Il capitano, il Sig. Han Ming Chuan di Taiwan, è in prigione dal gennaio 2018, quando è stato accusato di cinque crimini: cospirazione a delinquere, possesso illegale di pinne di squalo, inquinamento dell’ambiente marino, possesso illegale di arma da fuoco e possesso illegale di munizioni. Il proprietario, il Sig. Dato Seri Lee Yee Jiat, e l’agente, il Sig. Abubakar Salum Hassan, hanno raggiunto la nave da pesca Buah Naga 1, sotto custodia della polizia, dopo essere stati successivamente arrestati nel mese di giugno.

Il 4 dicembre gli imputati hanno raggiunto un patteggiamento con il Direttore della Pubblica Accusa tanzaniana per evitare il processo, dichiarandosi colpevoli di uno dei cinque reati: il possesso illegale di pinne di squalo. L’Alta Corte della Tanzania ha condannato i tre imputati a venti anni di carcere o a una multa di un miliardo di scellini tanzaniani (435.000 dollari americani, circa 383.000 euro). I tre sono stati trasferiti alla prigione di Lilungu a Mtwara per iniziare a scontare le loro pene detentive. Se la multa dovesse essere pagata, la sentenza verrà sospesa.

L’Alta Corte ha consegnato all’Autorità per la Pesca in Acque Profonde della Tanzania le pinne di squalo sequestrate per la distruzione. La F/V Bua Naga 1 rimane a Mtwara. Quando il 25 gennaio la F/V Buah Naga 1 fu ispezionata per la prima volta dalle forze dell’ordine tanzaniane che lavoravano a bordo della nave di Sea Shepherd M/Y Ocean Warrior, gli ispettori scoprirono che la nave trasportava un carico illegale di pinne di squalo. Un’arma senza licenza, una Beretta 9mm, fu trovata nella cabina del capitano. Secondo i pescatori indonesiani impiegati a bordo, l’arma da fuoco veniva regolarmente usata come minaccia per costringerli a lavorare. Se non riusciva a pescare niente, l’equipaggio indonesiano non riceveva cibo.
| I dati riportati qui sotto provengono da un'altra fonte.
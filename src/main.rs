use anyhow::{anyhow, Context, Result};
use clap::{Parser, Subcommand};
use meal_matching::matcher::{build_weekly_plan, EmptySlotPolicy, PlanSettings};
use meal_matching::swap::{find_swap_candidate, SwapType};
use meal_matching::types::MealForMatching;
use nutriplan::report::{PlanReport, SwapReport, TargetsReport};
use nutrition::{daily_targets, ActivityLevel, BodyMetrics, Sex};
use profile::{FitnessGoal, MatchingProfile};
use rand::rngs::StdRng;
use rand::SeedableRng;
use std::fs;
use std::path::{Path, PathBuf};
use validator::Validate;

/// nutriplan - deterministic weekly meal plan matching
#[derive(Parser)]
#[command(name = "nutriplan")]
#[command(about = "Weekly meal plan matching and swapping over local candidate pools", long_about = None)]
struct Cli {
    /// Path to configuration file
    #[arg(long, global = true)]
    config: Option<String>,

    #[command(subcommand)]
    command: Commands,
}

#[derive(Subcommand)]
enum Commands {
    /// Build a 7-day plan from a candidate pool and a profile
    Plan {
        /// JSON file holding the candidate meal pool (ordered array)
        #[arg(long)]
        pool: PathBuf,

        /// JSON file holding the matching profile
        #[arg(long)]
        profile: PathBuf,

        /// Meals per day, 3-5 (overrides config file)
        #[arg(long)]
        meals_per_day: Option<u8>,

        /// Restrict candidates to a cuisine
        #[arg(long)]
        cuisine: Option<String>,

        /// Ceiling on preparation minutes
        #[arg(long)]
        max_prep_time_min: Option<u32>,

        /// Leave unfillable slots empty instead of failing the whole plan
        #[arg(long)]
        skip_empty_slots: bool,

        /// Write the report here instead of stdout
        #[arg(long)]
        output: Option<PathBuf>,
    },
    /// Find a replacement for one meal in the pool
    Swap {
        /// JSON file holding the candidate meal pool (ordered array)
        #[arg(long)]
        pool: PathBuf,

        /// Id of the meal being replaced (must be in the pool)
        #[arg(long)]
        meal_id: String,

        /// One of: budget, speed, dietary, macro
        #[arg(long)]
        swap_type: String,

        /// Restriction tag or macro goal where the swap type needs one
        #[arg(long)]
        detail: Option<String>,

        /// Pin the random draw for reproducible output
        #[arg(long)]
        seed: Option<u64>,
    },
    /// Compute daily nutrition targets from body metrics
    Targets {
        #[arg(long)]
        weight_kg: f32,

        #[arg(long)]
        height_cm: f32,

        #[arg(long)]
        age: u32,

        /// male or female
        #[arg(long)]
        sex: String,

        /// sedentary, light, moderate, active or very_active
        #[arg(long, default_value = "moderate")]
        activity: String,

        /// weight_loss, maintain, muscle_gain or balanced
        #[arg(long, default_value = "maintain")]
        goal: String,
    },
}

fn main() -> Result<()> {
    let cli = Cli::parse();

    let config = nutriplan::config::Config::load(cli.config.clone())?;
    config.validate().map_err(|e| anyhow!(e))?;

    nutriplan::observability::init_observability(&config.observability.log_level)?;

    match cli.command {
        Commands::Plan {
            pool,
            profile,
            meals_per_day,
            cuisine,
            max_prep_time_min,
            skip_empty_slots,
            output,
        } => plan_command(
            config,
            &pool,
            &profile,
            meals_per_day,
            cuisine,
            max_prep_time_min,
            skip_empty_slots,
            output.as_deref(),
        ),
        Commands::Swap {
            pool,
            meal_id,
            swap_type,
            detail,
            seed,
        } => swap_command(&pool, &meal_id, &swap_type, detail.as_deref(), seed),
        Commands::Targets {
            weight_kg,
            height_cm,
            age,
            sex,
            activity,
            goal,
        } => targets_command(config, weight_kg, height_cm, age, &sex, &activity, &goal),
    }
}

fn load_pool(path: &Path) -> Result<Vec<MealForMatching>> {
    let raw = fs::read_to_string(path)
        .with_context(|| format!("Failed to read pool file {}", path.display()))?;
    serde_json::from_str(&raw)
        .with_context(|| format!("Failed to parse pool file {}", path.display()))
}

fn load_profile(path: &Path) -> Result<MatchingProfile> {
    let raw = fs::read_to_string(path)
        .with_context(|| format!("Failed to read profile file {}", path.display()))?;
    let profile: MatchingProfile = serde_json::from_str(&raw)
        .with_context(|| format!("Failed to parse profile file {}", path.display()))?;
    profile
        .validate()
        .with_context(|| format!("Invalid profile in {}", path.display()))?;
    Ok(profile)
}

fn emit<T: serde::Serialize>(report: &T, output: Option<&Path>) -> Result<()> {
    let rendered = serde_json::to_string_pretty(report)?;
    match output {
        Some(path) => {
            fs::write(path, rendered)
                .with_context(|| format!("Failed to write {}", path.display()))?;
            tracing::info!(path = %path.display(), "report written");
        }
        None => println!("{rendered}"),
    }
    Ok(())
}

#[allow(clippy::too_many_arguments)]
fn plan_command(
    config: nutriplan::config::Config,
    pool_path: &Path,
    profile_path: &Path,
    meals_per_day: Option<u8>,
    cuisine: Option<String>,
    max_prep_time_min: Option<u32>,
    skip_empty_slots: bool,
    output: Option<&Path>,
) -> Result<()> {
    let pool = load_pool(pool_path)?;
    let profile = load_profile(profile_path)?;

    let meals_per_day = meals_per_day.unwrap_or(config.planning.meals_per_day);
    let settings = PlanSettings {
        meals_per_day,
        cuisine,
        max_prep_time_min,
        allow_unfiltered_fallback: config.planning.allow_unfiltered_fallback,
        empty_slot_policy: if skip_empty_slots {
            EmptySlotPolicy::Skip
        } else {
            EmptySlotPolicy::Fail
        },
    };

    tracing::info!(
        pool_size = pool.len(),
        meals_per_day,
        "generating weekly plan"
    );
    let plan = build_weekly_plan(&pool, &profile, &settings)?;

    emit(&PlanReport::new(plan, meals_per_day), output)
}

fn swap_command(
    pool_path: &Path,
    meal_id: &str,
    swap_type: &str,
    detail: Option<&str>,
    seed: Option<u64>,
) -> Result<()> {
    let pool = load_pool(pool_path)?;
    let original = pool
        .iter()
        .find(|meal| meal.id == meal_id)
        .ok_or_else(|| anyhow!("Meal {meal_id} not found in pool {}", pool_path.display()))?;

    let swap = SwapType::parse(swap_type, detail)?;

    let replacement = match seed {
        Some(seed) => {
            let mut rng = StdRng::seed_from_u64(seed);
            find_swap_candidate(&pool, original, &swap, &mut rng)
        }
        None => {
            let mut rng = rand::rng();
            find_swap_candidate(&pool, original, &swap, &mut rng)
        }
    };

    let report = SwapReport {
        original_id: meal_id.to_string(),
        swap_type: swap.as_str().to_string(),
        replacement,
    };
    emit(&report, None)
}

fn targets_command(
    config: nutriplan::config::Config,
    weight_kg: f32,
    height_cm: f32,
    age: u32,
    sex: &str,
    activity: &str,
    goal: &str,
) -> Result<()> {
    let sex: Sex = sex
        .parse()
        .map_err(|_| anyhow!("Unknown sex: {sex} (expected male or female)"))?;
    let activity: ActivityLevel = activity
        .parse()
        .map_err(|_| anyhow!("Unknown activity level: {activity}"))?;
    let goal: FitnessGoal = goal
        .parse()
        .map_err(|_| anyhow!("Unknown fitness goal: {goal}"))?;

    let metrics = BodyMetrics {
        weight_kg,
        height_cm,
        age_years: age,
        sex,
        activity,
    };
    let targets = daily_targets(&metrics, goal)?;

    emit(
        &TargetsReport::new(targets, config.planning.meals_per_day),
        None,
    )
}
“Sea Shepherd si congratula con il governo tanzaniano per aver perseguito con successo la F/V Buah Naga 1 e per il forte messaggio di deterrenza che l’Alta Corte tanzaniana ha inviato ovunque ai pescatori di frodo di pinne di squalo. Mentre la popolazione degli squali precipita a livello globale, la Tanzania sta crescendo come leader internazionale nella lotta contro la pesca illegale”, ha dichiarato Peter Hammarstedt, Direttore delle Campagne per Sea Shepherd Global.